There are only a few limited circumstances in which our supreme court has found the Arizona Constitution to provide greater protection than the U.S. Constitution. See State v. Ault, 150 Ariz. 459, 466 (1986) (declining to extend inevitable discovery doctrine to home, based on violation of article II, § 8 of the Arizona Constitution regardless of federal law); State v. Bolt, 142 Ariz. 260, 265 (1984) (per state constitutional law, warrantless entry of home prohibited absent exigent circumstances or other necessity). Those cases are not relevant here, nor do they extend as far as Morris suggests.
¶14 Morris also claims "the use of SWAT to serve the search warrant at night" violated the reasonableness clause of the Fourth Amendment. In support, he cites a number of federal cases, but none is on point or persuasive here. As an initial matter, United States v. Curry, 530 F.2d 636, 637 (5th Cir. 1976), addressed not the Fourth Amendment's application to nighttime search warrants but rather the good cause requirement for nighttime service under Rule 41, Fed. R. Crim. P., and we have already determined good cause was lacking here.
Although the version of Rule 41 in effect at the time Curry was decided referred to "reasonable cause" for nighttime service, see Curry, 530 F.2d at 637, the current version refers to "good cause," see Fed. R. Crim. P. 41(e)(2)(A)(ii).
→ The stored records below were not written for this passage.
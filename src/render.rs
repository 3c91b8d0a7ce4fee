//! Bit-pattern and element rendering.
//!
//! Elements are rendered as their fixed-width two's-complement bit pattern,
//! most significant bit first, grouped into bytes:
//!
//! ```
//! use vecbits::render::{bit_string, group_bits};
//!
//! assert_eq!(bit_string(5i8), "00000101");
//! assert_eq!(group_bits(&bit_string(-2i16)), "11111111 11111110");
//! ```

use crate::dynamic_array::DynamicArray;
use crate::element::Element;
use crate::error::{Result, VecbitsError};
use bitvec::prelude::*;
use itertools::Itertools;
use std::io::{self, Write};

/// Number of bits shown per group.
pub const BITS_PER_GROUP: usize = 8;

/// Format `value` as exactly `T::BITS` '0'/'1' characters, MSB first.
pub fn bit_string<T: Element>(value: T) -> String {
    format!("{:0width$b}", value.to_raw_bits(), width = T::BITS)
}

/// Format `value` like [`bit_string`], reading the bits through `bitvec`.
pub fn bit_string_bitvec<T: Element>(value: T) -> String {
    let raw = value.to_raw_bits();
    let bits = raw.view_bits::<Msb0>();
    bits[u64::BITS as usize - T::BITS..]
        .iter()
        .by_vals()
        .map(|bit| if bit { '1' } else { '0' })
        .collect()
}

/// Split a bit string into byte-sized groups separated by single spaces.
pub fn group_bits(bits: &str) -> String {
    let chunks = bits.chars().chunks(BITS_PER_GROUP);
    let grouped = (&chunks)
        .into_iter()
        .map(|chunk| chunk.collect::<String>())
        .join(" ");
    grouped
}

/// Check that `bits` has the width of `T`.
pub fn check_width<T: Element>(index: usize, bits: &str) -> Result<()> {
    if bits.len() != T::BITS {
        return Err(VecbitsError::BitStringLengthMismatch {
            index,
            expected: T::BITS,
            actual: bits.len(),
        });
    }
    Ok(())
}

/// Render every element of `array` as a grouped bit pattern.
pub fn render_bits<T: Element>(array: &DynamicArray<T>) -> Result<Vec<String>> {
    render_bits_with(array, bit_string)
}

/// Render every element with `format`, stopping at the first element whose
/// string fails [`check_width`].
pub fn render_bits_with<T, F>(array: &DynamicArray<T>, format: F) -> Result<Vec<String>>
where
    T: Element,
    F: Fn(T) -> String,
{
    let mut lines = Vec::with_capacity(array.len());
    for (i, &value) in array.as_slice().iter().enumerate() {
        let bits = format(value);
        check_width::<T>(i, &bits)?;
        lines.push(group_bits(&bits));
    }
    Ok(lines)
}

/// Render the element listing, each element followed by a space.
pub fn render_elements<T: Element>(array: &DynamicArray<T>) -> String {
    array
        .as_slice()
        .iter()
        .map(|value| format!("{} ", value.display_value()))
        .collect()
}

/// Write `Vector elements: ...` for `array`.
pub fn write_elements<T: Element, W: Write>(out: &mut W, array: &DynamicArray<T>) -> io::Result<()> {
    writeln!(out, "Vector elements: {}", render_elements(array))
}

/// Write the bit patterns of `array`, one element per line.
///
/// A width failure is reported to `diag` and ends the listing early.
pub fn write_bits<T: Element, W: Write, E: Write>(
    out: &mut W,
    diag: &mut E,
    array: &DynamicArray<T>,
) -> io::Result<()> {
    write_bits_with(out, diag, array, bit_string)
}

/// [`write_bits`] with a caller-supplied formatter.
pub fn write_bits_with<T, W, E, F>(
    out: &mut W,
    diag: &mut E,
    array: &DynamicArray<T>,
    format: F,
) -> io::Result<()>
where
    T: Element,
    W: Write,
    E: Write,
    F: Fn(T) -> String,
{
    writeln!(out, "Vector elements in bits: ")?;
    for (i, &value) in array.as_slice().iter().enumerate() {
        let bits = format(value);
        if let Err(err) = check_width::<T>(i, &bits) {
            writeln!(diag, "Error: {}", err)?;
            return Ok(());
        }
        for group in group_bits(&bits).split(' ') {
            write!(out, "{} ", group)?;
        }
        writeln!(out)?;
    }
    writeln!(out)
}
//! Console demo: fill char and int arrays with random values, print them, and
//! print the results of the configured bitwise operations on each pair.
//!
//! The driver is written against generic readers and writers so the whole
//! flow can run in tests over in-memory buffers.

use crate::config::{DemoConfig, ValueRange};
use crate::dynamic_array::DynamicArray;
use crate::element::Element;
use crate::error::{Result, VecbitsError};
use crate::ops::{apply_or_empty, BitwiseOp};
use crate::random::{fill_random, seeded_rng};
use crate::render::{write_bits, write_elements};
use rand::Rng;
use std::collections::VecDeque;
use std::io::{BufRead, Write};

/// Element type of the char arrays.
pub type CharElement = i8;

/// Element type of the int arrays.
pub type IntElement = i32;

/// Whitespace-separated token reader over a `BufRead`.
pub struct Tokens<R> {
    reader: R,
    pending: VecDeque<String>,
}

impl<R: BufRead> Tokens<R> {
    pub fn new(reader: R) -> Self {
        Self {
            reader,
            pending: VecDeque::new(),
        }
    }

    /// Next token, or `None` at end of input.
    pub fn next_token(&mut self) -> Result<Option<String>> {
        while self.pending.is_empty() {
            let mut line = String::new();
            if self.reader.read_line(&mut line)? == 0 {
                return Ok(None);
            }
            self.pending
                .extend(line.split_whitespace().map(str::to_string));
        }
        Ok(self.pending.pop_front())
    }

    /// Read an array size, rejecting negative, unparsable and oversized values.
    pub fn next_size(&mut self, what: &'static str, max_len: usize) -> Result<usize> {
        let token = self
            .next_token()?
            .ok_or(VecbitsError::MissingInput(what))?;
        let size: i64 = token
            .parse()
            .map_err(|_| VecbitsError::InvalidSize(format!("'{}' is not an integer", token)))?;
        if size < 0 {
            return Err(VecbitsError::InvalidSize(format!(
                "{} must not be negative, got {}",
                what, size
            )));
        }
        let size = size as u64;
        if size > max_len as u64 {
            return Err(VecbitsError::InvalidSize(format!(
                "{} {} exceeds the limit of {}",
                what, size, max_len
            )));
        }
        Ok(size as usize)
    }
}

/// Fill two fresh arrays with `len` values each from `range`.
fn random_pair<T: Element, G: Rng>(
    len: usize,
    range: ValueRange,
    rng: &mut G,
) -> Result<(DynamicArray<T>, DynamicArray<T>)> {
    let mut first = DynamicArray::new();
    let mut second = DynamicArray::new();
    fill_random(&mut first, len, range.min, range.max, rng)?;
    fill_random(&mut second, len, range.min, range.max, rng)?;
    Ok((first, second))
}

/// Write a label followed by the listing and bit patterns of `array`.
fn write_section<T: Element, W: Write, E: Write>(
    out: &mut W,
    diag: &mut E,
    label: &str,
    array: &DynamicArray<T>,
) -> Result<()> {
    writeln!(out, "{}", label)?;
    write_elements(out, array)?;
    write_bits(out, diag, array)?;
    Ok(())
}

/// Apply every configured operation to `(a, b)` and write each result.
fn write_results<T: Element, W: Write, E: Write>(
    out: &mut W,
    diag: &mut E,
    kind: &str,
    a: &DynamicArray<T>,
    b: &DynamicArray<T>,
    ops: &[BitwiseOp],
) -> Result<()> {
    let results: Vec<(BitwiseOp, DynamicArray<T>)> = ops
        .iter()
        .map(|&op| (op, apply_or_empty(a, b, op, diag)))
        .collect();

    writeln!(out)?;
    writeln!(out, "Results of bitwise operations for {} vectors:", kind)?;
    for (op, result) in &results {
        write_section(out, diag, &format!("{} operation:", op), result)?;
    }
    Ok(())
}

/// Run the demo: read two sizes from `input`, write listings to `out` and
/// diagnostics to `diag`.
pub fn run<R: BufRead, W: Write, E: Write>(
    config: &DemoConfig,
    input: R,
    out: &mut W,
    diag: &mut E,
) -> Result<()> {
    config.validate()?;
    let mut rng = seeded_rng(config.seed);
    let mut tokens = Tokens::new(input);

    writeln!(out, "Enter size for the char vectors:")?;
    out.flush()?;
    let char_len = tokens.next_size("char vector size", config.max_len)?;
    let (chars1, chars2) = random_pair::<CharElement, _>(char_len, config.char_range, &mut rng)?;
    write_section(out, diag, "Char vector 1:", &chars1)?;
    write_section(out, diag, "Char vector 2:", &chars2)?;

    writeln!(out, "Enter size for the int vectors:")?;
    out.flush()?;
    let int_len = tokens.next_size("int vector size", config.max_len)?;
    let (ints1, ints2) = random_pair::<IntElement, _>(int_len, config.int_range, &mut rng)?;
    write_section(out, diag, "Int vector 1:", &ints1)?;
    write_section(out, diag, "Int vector 2:", &ints2)?;

    write_results(out, diag, "char", &chars1, &chars2, &config.ops)?;
    write_results(out, diag, "int", &ints1, &ints2, &config.ops)?;
    out.flush()?;
    Ok(())
}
¶15 Additionally, Estate of Smith v. Marasco, 430 F.3d 140 (3d Cir. 2005), Holland ex rel. Overdorff v. Harrington, 268 F.3d 1179 (10th Cir. 2001), Ernst v. City of Eugene, 903 F. Supp. 2d 1172 (D. Or. 2012), and Rush v. City of Mansfield, 771 F. Supp. 2d 827 (N.D. Ohio 2011), are distinguishable in that they involved civil rights lawsuits against government officials and did not consider the admissibility of evidence seized pursuant to a search warrant. Thus, the "reasonableness" referred to in those cases did not implicate the validity of the search, much less any search warrant, but rather the reasonable-use-of-force test of Tennessee v. Garner, 471 U.S. 1, 7-8 (1985), and Graham v. Connor, 490 U.S. 386, 397 (1989). Notably, Morris was not at the property during the search and therefore has no basis for arguing the police used unlawful force against him while conducting it.
¶16 Morris lastly cites Bravo v. City of Santa Maria, 665 F.3d 1076 (9th Cir. 2011), as authority for suppressing the evidence based on the use of the SWAT team for the nighttime execution of the search warrant. Although that too was a civil rights action against government officials, the court considered the validity of the search warrant. See id. at 1083. The court expanded the federal rule that "a no-knock entry is justified only by 'exigent circumstances'" to the use of a SWAT team to conduct a search at night, citing many of the same civil rights cases as Morris does here. Id. at 1085-86.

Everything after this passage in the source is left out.